[Work order] Copy out every line from the records that includes "NecessarySet".

Saved data entries:

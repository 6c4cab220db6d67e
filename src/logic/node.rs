//! Logic-graph nodes.
//!
//! One tagged union over every node kind; children are expression-local
//! array indices, never pointers.

use std::fmt;

use serde::{Deserialize, Serialize};
use uuid::Uuid;

use crate::core::Nid;

/// Index of a node within one expression's node array.
#[derive(Clone, Copy, PartialEq, Eq, PartialOrd, Ord, Hash, Serialize, Deserialize)]
#[serde(transparent)]
pub struct NodeIndex(pub u32);

impl NodeIndex {
    pub fn as_usize(self) -> usize {
        self.0 as usize
    }
}

impl fmt::Debug for NodeIndex {
    fn fmt(&self, f: &mut fmt::Formatter<'_>) -> fmt::Result {
        write!(f, "NodeIndex({})", self.0)
    }
}

impl fmt::Display for NodeIndex {
    fn fmt(&self, f: &mut fmt::Formatter<'_>) -> fmt::Result {
        write!(f, "{}", self.0)
    }
}

/// Component reference inside a node: dense integer id (internal target) or
/// UUID (external/interchange target).
#[derive(Clone, Copy, Debug, PartialEq, Eq, PartialOrd, Ord, Hash, Serialize, Deserialize)]
#[serde(rename_all = "snake_case")]
pub enum ConceptRef {
    Nid(Nid),
    Uuid(Uuid),
}

impl ConceptRef {
    pub fn nid(self) -> Option<Nid> {
        match self {
            ConceptRef::Nid(nid) => Some(nid),
            ConceptRef::Uuid(_) => None,
        }
    }
}

/// Concrete-domain comparison operator for feature assertions.
#[derive(Clone, Copy, Debug, PartialEq, Eq, PartialOrd, Ord, Hash, Serialize, Deserialize)]
#[serde(rename_all = "snake_case")]
pub enum ConcreteOperator {
    Equals,
    LessThan,
    LessThanOrEqual,
    GreaterThan,
    GreaterThanOrEqual,
}

/// Value kind of a template substitution placeholder.
#[derive(Clone, Copy, Debug, PartialEq, Eq, PartialOrd, Ord, Hash, Serialize, Deserialize)]
#[serde(rename_all = "snake_case")]
pub enum SubstitutionKind {
    Boolean,
    Float,
    Instant,
    Integer,
    String,
    Concept,
}

/// `f64` stored by bit pattern so literal nodes stay `Eq`/`Hash`.
#[derive(Clone, Copy, PartialEq, Eq, PartialOrd, Ord, Hash)]
pub struct FloatLiteral(u64);

impl FloatLiteral {
    pub fn from_f64(value: f64) -> Self {
        Self(value.to_bits())
    }

    pub fn value(self) -> f64 {
        f64::from_bits(self.0)
    }

    pub fn to_bits(self) -> u64 {
        self.0
    }

    pub fn from_bits(bits: u64) -> Self {
        Self(bits)
    }
}

impl fmt::Debug for FloatLiteral {
    fn fmt(&self, f: &mut fmt::Formatter<'_>) -> fmt::Result {
        write!(f, "FloatLiteral({})", self.value())
    }
}

impl Serialize for FloatLiteral {
    fn serialize<S: serde::Serializer>(&self, serializer: S) -> Result<S::Ok, S::Error> {
        serializer.serialize_f64(self.value())
    }
}

impl<'de> Deserialize<'de> for FloatLiteral {
    fn deserialize<D: serde::Deserializer<'de>>(deserializer: D) -> Result<Self, D::Error> {
        let value = f64::deserialize(deserializer)?;
        Ok(FloatLiteral::from_f64(value))
    }
}

/// Node payload union. Children live on [`LogicNode`], not here, so kind
/// equality is exactly "matches ignoring children".
#[derive(Clone, Debug, PartialEq, Eq, Hash, Serialize, Deserialize)]
#[serde(tag = "kind", rename_all = "snake_case")]
pub enum NodeKind {
    /// The designated expression root; its children are the definition sets.
    Root,
    NecessarySet,
    SufficientSet,
    And,
    Or,
    DisjointWith,
    /// Existential role restriction: ∃ role_type . child.
    RoleSome { role_type: ConceptRef },
    /// Universal role restriction: ∀ role_type . child.
    RoleAll { role_type: ConceptRef },
    Concept { concept: ConceptRef },
    /// Concrete-domain assertion; the measured value is the single child.
    Feature {
        feature_type: ConceptRef,
        operator: ConcreteOperator,
    },
    LiteralBoolean { value: bool },
    LiteralFloat { value: FloatLiteral },
    LiteralInstant { epoch_millis: i64 },
    LiteralInteger { value: i64 },
    LiteralString { value: String },
    /// Template placeholder, filled at instantiation time.
    Substitution {
        value_kind: SubstitutionKind,
        field: String,
    },
    Template {
        template: ConceptRef,
        assemblage: ConceptRef,
    },
}

/// Fieldless discriminant used for candidate pruning and the wire tag.
#[derive(Clone, Copy, Debug, PartialEq, Eq, PartialOrd, Ord, Hash, Serialize, Deserialize)]
#[serde(rename_all = "snake_case")]
pub enum NodeSemantic {
    Root,
    NecessarySet,
    SufficientSet,
    And,
    Or,
    DisjointWith,
    RoleSome,
    RoleAll,
    Concept,
    Feature,
    LiteralBoolean,
    LiteralFloat,
    LiteralInstant,
    LiteralInteger,
    LiteralString,
    Substitution,
    Template,
}

impl NodeSemantic {
    pub fn is_connector(self) -> bool {
        matches!(self, NodeSemantic::And | NodeSemantic::Or)
    }

    pub fn is_definition_set(self) -> bool {
        matches!(self, NodeSemantic::NecessarySet | NodeSemantic::SufficientSet)
    }

    /// Child order carries no meaning for these kinds.
    pub fn is_commutative(self) -> bool {
        matches!(
            self,
            NodeSemantic::Root
                | NodeSemantic::NecessarySet
                | NodeSemantic::SufficientSet
                | NodeSemantic::And
                | NodeSemantic::Or
                | NodeSemantic::DisjointWith
        )
    }
}

impl NodeKind {
    pub fn semantic(&self) -> NodeSemantic {
        match self {
            NodeKind::Root => NodeSemantic::Root,
            NodeKind::NecessarySet => NodeSemantic::NecessarySet,
            NodeKind::SufficientSet => NodeSemantic::SufficientSet,
            NodeKind::And => NodeSemantic::And,
            NodeKind::Or => NodeSemantic::Or,
            NodeKind::DisjointWith => NodeSemantic::DisjointWith,
            NodeKind::RoleSome { .. } => NodeSemantic::RoleSome,
            NodeKind::RoleAll { .. } => NodeSemantic::RoleAll,
            NodeKind::Concept { .. } => NodeSemantic::Concept,
            NodeKind::Feature { .. } => NodeSemantic::Feature,
            NodeKind::LiteralBoolean { .. } => NodeSemantic::LiteralBoolean,
            NodeKind::LiteralFloat { .. } => NodeSemantic::LiteralFloat,
            NodeKind::LiteralInstant { .. } => NodeSemantic::LiteralInstant,
            NodeKind::LiteralInteger { .. } => NodeSemantic::LiteralInteger,
            NodeKind::LiteralString { .. } => NodeSemantic::LiteralString,
            NodeKind::Substitution { .. } => NodeSemantic::Substitution,
            NodeKind::Template { .. } => NodeSemantic::Template,
        }
    }

    /// Component references carried by this kind, in a fixed order.
    pub fn refs(&self) -> Vec<ConceptRef> {
        match self {
            NodeKind::RoleSome { role_type } | NodeKind::RoleAll { role_type } => vec![*role_type],
            NodeKind::Concept { concept } => vec![*concept],
            NodeKind::Feature { feature_type, .. } => vec![*feature_type],
            NodeKind::Template {
                template,
                assemblage,
            } => vec![*template, *assemblage],
            _ => Vec::new(),
        }
    }

    /// Rewrite this kind's component references through `f`.
    pub fn map_refs<E>(
        &self,
        mut f: impl FnMut(ConceptRef) -> Result<ConceptRef, E>,
    ) -> Result<NodeKind, E> {
        Ok(match self {
            NodeKind::RoleSome { role_type } => NodeKind::RoleSome {
                role_type: f(*role_type)?,
            },
            NodeKind::RoleAll { role_type } => NodeKind::RoleAll {
                role_type: f(*role_type)?,
            },
            NodeKind::Concept { concept } => NodeKind::Concept {
                concept: f(*concept)?,
            },
            NodeKind::Feature {
                feature_type,
                operator,
            } => NodeKind::Feature {
                feature_type: f(*feature_type)?,
                operator: *operator,
            },
            NodeKind::Template {
                template,
                assemblage,
            } => NodeKind::Template {
                template: f(*template)?,
                assemblage: f(*assemblage)?,
            },
            other => other.clone(),
        })
    }
}

/// One node: stable index, child indices, payload.
#[derive(Clone, Debug, PartialEq, Eq, Serialize, Deserialize)]
pub struct LogicNode {
    pub index: NodeIndex,
    pub children: Vec<NodeIndex>,
    pub kind: NodeKind,
}

impl LogicNode {
    pub fn new(index: NodeIndex, children: Vec<NodeIndex>, kind: NodeKind) -> Self {
        Self {
            index,
            children,
            kind,
        }
    }

    pub fn semantic(&self) -> NodeSemantic {
        self.kind.semantic()
    }

    /// Candidate compatibility for isomorphism: identical payload, children
    /// disregarded.
    pub fn matches_ignoring_children(&self, other: &LogicNode) -> bool {
        self.kind == other.kind
    }
}

#[cfg(test)]
mod tests {
    use super::*;

    #[test]
    fn float_literal_equality_is_bitwise() {
        let a = FloatLiteral::from_f64(0.1);
        let b = FloatLiteral::from_f64(0.1);
        assert_eq!(a, b);
        assert_eq!(a.value(), 0.1);
    }

    #[test]
    fn semantic_tracks_kind() {
        let kind = NodeKind::RoleSome {
            role_type: ConceptRef::Nid(Nid(5)),
        };
        assert_eq!(kind.semantic(), NodeSemantic::RoleSome);
        assert!(NodeSemantic::And.is_connector());
        assert!(NodeSemantic::SufficientSet.is_definition_set());
        assert!(!NodeSemantic::RoleSome.is_commutative());
    }

    #[test]
    fn matching_ignores_children() {
        let a = LogicNode::new(
            NodeIndex(0),
            vec![NodeIndex(1)],
            NodeKind::Concept {
                concept: ConceptRef::Nid(Nid(3)),
            },
        );
        let b = LogicNode::new(
            NodeIndex(5),
            vec![],
            NodeKind::Concept {
                concept: ConceptRef::Nid(Nid(3)),
            },
        );
        assert!(a.matches_ignoring_children(&b));
    }
}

[Exercise result]
    NecessarySet,
    NecessarySet,
        matches!(self, NodeSemantic::NecessarySet | NodeSemantic::SufficientSet)
                | NodeSemantic::NecessarySet
            NodeKind::NecessarySet => NodeSemantic::NecessarySet,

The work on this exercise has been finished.